Records from a data collection
+ + +

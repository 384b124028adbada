//! Error types for the attendance engine.
//!
//! Every failure that can stop a resolution request is a variant of
//! [`EngineError`]. Apart from the two configuration-file variants, all of
//! them describe a configuration problem in the data handed to the engine
//! and carry the identifiers of the offending entities so callers can
//! surface them without re-reading the input.

use chrono::NaiveDate;
use serde::{Deserialize, Serialize};
use thiserror::Error;

/// The main error type for the attendance engine.
///
/// # Example
///
/// ```
/// use attendance_engine::error::EngineError;
///
/// let error = EngineError::ConfigNotFound {
///     path: "/missing/shifts.yaml".to_string(),
/// };
/// assert_eq!(error.to_string(), "Configuration file not found: /missing/shifts.yaml");
/// assert_eq!(error.code(), "CONFIG_NOT_FOUND");
/// ```
#[derive(Debug, Clone, PartialEq, Eq, Error)]
pub enum EngineError {
    /// Configuration file was not found at the specified path.
    #[error("Configuration file not found: {path}")]
    ConfigNotFound {
        /// The path that was not found.
        path: String,
    },

    /// Configuration file could not be parsed.
    #[error("Failed to parse configuration file '{path}': {message}")]
    ConfigParseError {
        /// The path to the file that failed to parse.
        path: String,
        /// A description of the parse error.
        message: String,
    },

    /// A cycle length of zero or less was used for day-index arithmetic.
    #[error("Invalid cycle length {cycle_length}: must be positive")]
    InvalidCycle {
        /// The rejected cycle length.
        cycle_length: i64,
    },

    /// A shift definition was invalid or internally inconsistent.
    #[error("Invalid shift '{shift_id}': {message}")]
    InvalidShift {
        /// The ID of the invalid shift.
        shift_id: String,
        /// A description of what made the shift invalid.
        message: String,
    },

    /// An assignment referenced a shift that is not in the catalog.
    #[error("Assignment '{assignment_id}' references unknown shift '{shift_id}'")]
    UnknownShift {
        /// The missing shift ID.
        shift_id: String,
        /// The assignment holding the dangling reference.
        assignment_id: String,
    },

    /// A shift day or exception referenced a time interval that does not exist.
    #[error("Unknown time interval '{interval_id}' referenced by '{referenced_by}'")]
    UnknownTimeInterval {
        /// The missing interval ID.
        interval_id: String,
        /// The shift or exception holding the dangling reference.
        referenced_by: String,
    },

    /// A time interval was invalid or internally inconsistent.
    #[error("Invalid time interval '{interval_id}': {message}")]
    InvalidTimeInterval {
        /// The ID of the invalid interval.
        interval_id: String,
        /// A description of what made the interval invalid.
        message: String,
    },

    /// A time-of-day string could not be parsed as `HH:MM` or `HH:MM:SS`.
    #[error("Malformed time of day '{value}' in '{entity}'")]
    MalformedTimeOfDay {
        /// The entity the value belongs to.
        entity: String,
        /// The raw value.
        value: String,
    },

    /// An assignment was internally inconsistent.
    #[error("Invalid assignment '{assignment_id}': {message}")]
    InvalidAssignment {
        /// The ID of the invalid assignment.
        assignment_id: String,
        /// A description of what made the assignment invalid.
        message: String,
    },

    /// Two assignments of the same employee cover the same date.
    #[error(
        "Overlapping assignments '{first}' and '{second}' for employee '{employee_id}' on {date}"
    )]
    OverlappingAssignments {
        /// The employee whose assignments overlap.
        employee_id: String,
        /// The earlier-starting assignment.
        first: String,
        /// The assignment that overlaps it.
        second: String,
        /// The first date covered by both.
        date: NaiveDate,
    },

    /// A schedule exception was internally inconsistent.
    #[error("Invalid exception '{exception_id}': {message}")]
    InvalidException {
        /// The ID of the invalid exception.
        exception_id: String,
        /// A description of what made the exception invalid.
        message: String,
    },

    /// An attendance row could not be read or violates the column contract.
    #[error("Malformed attendance row {row}: {message}")]
    MalformedRow {
        /// Identifies the row (index or employee/date key).
        row: String,
        /// A description of the problem.
        message: String,
    },

    /// A date range whose end precedes its start.
    #[error("Invalid date range: {start} is after {end}")]
    InvalidDateRange {
        /// The requested start date.
        start: NaiveDate,
        /// The requested end date.
        end: NaiveDate,
    },
}

impl EngineError {
    /// Returns a stable machine-readable code for the error.
    pub fn code(&self) -> &'static str {
        match self {
            EngineError::ConfigNotFound { .. } => "CONFIG_NOT_FOUND",
            EngineError::ConfigParseError { .. } => "CONFIG_PARSE_ERROR",
            EngineError::InvalidCycle { .. } => "INVALID_CYCLE",
            EngineError::InvalidShift { .. } => "INVALID_SHIFT",
            EngineError::UnknownShift { .. } => "UNKNOWN_SHIFT",
            EngineError::UnknownTimeInterval { .. } => "UNKNOWN_TIME_INTERVAL",
            EngineError::InvalidTimeInterval { .. } => "INVALID_TIME_INTERVAL",
            EngineError::MalformedTimeOfDay { .. } => "MALFORMED_TIME_OF_DAY",
            EngineError::InvalidAssignment { .. } => "INVALID_ASSIGNMENT",
            EngineError::OverlappingAssignments { .. } => "OVERLAPPING_ASSIGNMENTS",
            EngineError::InvalidException { .. } => "INVALID_EXCEPTION",
            EngineError::MalformedRow { .. } => "MALFORMED_ROW",
            EngineError::InvalidDateRange { .. } => "INVALID_DATE_RANGE",
        }
    }

    /// Returns true for errors caused by the schedule data itself rather
    /// than by missing or unreadable configuration files.
    pub fn is_configuration_error(&self) -> bool {
        !matches!(
            self,
            EngineError::ConfigNotFound { .. } | EngineError::ConfigParseError { .. }
        )
    }
}

/// A type alias for Results that return EngineError.
pub type EngineResult<T> = Result<T, EngineError>;

/// Serializable projection of an [`EngineError`].
///
/// Used where a failure has to travel inside a result set, e.g. the
/// per-employee failures of a batch run.
#[derive(Debug, Clone, PartialEq, Eq, Serialize, Deserialize)]
pub struct FailureReport {
    /// Error code for programmatic handling.
    pub code: String,
    /// Human-readable error message.
    pub message: String,
    /// Optional details about the error.
    #[serde(skip_serializing_if = "Option::is_none")]
    pub details: Option<String>,
}

impl FailureReport {
    /// Creates a new failure report.
    pub fn new(code: impl Into<String>, message: impl Into<String>) -> Self {
        Self {
            code: code.into(),
            message: message.into(),
            details: None,
        }
    }

    /// Creates a new failure report with details.
    pub fn with_details(
        code: impl Into<String>,
        message: impl Into<String>,
        details: impl Into<String>,
    ) -> Self {
        Self {
            code: code.into(),
            message: message.into(),
            details: Some(details.into()),
        }
    }
}

impl From<&EngineError> for FailureReport {
    fn from(error: &EngineError) -> Self {
        match error {
            EngineError::OverlappingAssignments {
                employee_id, date, ..
            } => FailureReport::with_details(
                error.code(),
                error.to_string(),
                format!("Employee '{}' has more than one active assignment on {}", employee_id, date),
            ),
            EngineError::UnknownTimeInterval { referenced_by, .. } => FailureReport::with_details(
                error.code(),
                error.to_string(),
                format!("Fix the time interval reference on {}", referenced_by),
            ),
            _ => FailureReport::new(error.code(), error.to_string()),
        }
    }
}

impl From<EngineError> for FailureReport {
    fn from(error: EngineError) -> Self {
        FailureReport::from(&error)
    }
}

+ + +

- **Task requirements**: How many lines above include the word "made"? Answer with the number alone.

- **Answer**: 4